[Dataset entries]
━━━

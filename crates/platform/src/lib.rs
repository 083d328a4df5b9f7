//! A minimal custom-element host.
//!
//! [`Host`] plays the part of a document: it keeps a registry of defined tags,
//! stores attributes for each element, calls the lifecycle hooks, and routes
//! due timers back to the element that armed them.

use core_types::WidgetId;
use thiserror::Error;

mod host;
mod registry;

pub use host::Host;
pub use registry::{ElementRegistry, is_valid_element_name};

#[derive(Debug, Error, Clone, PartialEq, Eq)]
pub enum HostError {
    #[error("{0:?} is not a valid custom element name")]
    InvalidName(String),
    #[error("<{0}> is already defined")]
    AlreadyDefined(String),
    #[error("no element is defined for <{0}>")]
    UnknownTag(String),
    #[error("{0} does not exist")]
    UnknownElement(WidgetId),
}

━━━

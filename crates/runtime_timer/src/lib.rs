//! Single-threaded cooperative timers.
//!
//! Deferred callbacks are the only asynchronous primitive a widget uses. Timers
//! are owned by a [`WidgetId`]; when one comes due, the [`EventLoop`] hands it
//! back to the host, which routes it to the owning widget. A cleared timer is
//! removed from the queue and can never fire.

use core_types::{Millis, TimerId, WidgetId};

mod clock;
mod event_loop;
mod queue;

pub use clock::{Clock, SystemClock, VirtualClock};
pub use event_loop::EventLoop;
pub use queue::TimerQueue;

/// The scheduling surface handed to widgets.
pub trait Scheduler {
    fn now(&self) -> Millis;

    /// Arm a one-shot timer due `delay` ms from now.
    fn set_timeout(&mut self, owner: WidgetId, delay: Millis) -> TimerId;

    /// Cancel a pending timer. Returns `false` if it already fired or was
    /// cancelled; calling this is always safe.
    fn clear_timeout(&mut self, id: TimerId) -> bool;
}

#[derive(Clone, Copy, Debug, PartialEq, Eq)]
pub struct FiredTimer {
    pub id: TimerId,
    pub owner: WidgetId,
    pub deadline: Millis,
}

━━━

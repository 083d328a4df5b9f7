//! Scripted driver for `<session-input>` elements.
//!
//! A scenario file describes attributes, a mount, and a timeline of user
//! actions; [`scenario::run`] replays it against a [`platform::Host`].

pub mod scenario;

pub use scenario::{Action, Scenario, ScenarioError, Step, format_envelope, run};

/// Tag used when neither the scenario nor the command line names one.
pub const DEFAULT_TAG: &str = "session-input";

━━━

## Requirement
Please reproduce the lines from the line with "replays it against" to the line with "pub const DEFAULT_TAG: &str", both ends included, exactly as they appear above.

## Answer area
//! actions; [`scenario::run`] replays it against a [`platform::Host`].

pub mod scenario;

pub use scenario::{Action, Scenario, ScenarioError, Step, format_envelope, run};

/// Tag used when neither the scenario nor the command line names one.
pub const DEFAULT_TAG: &str = "session-input";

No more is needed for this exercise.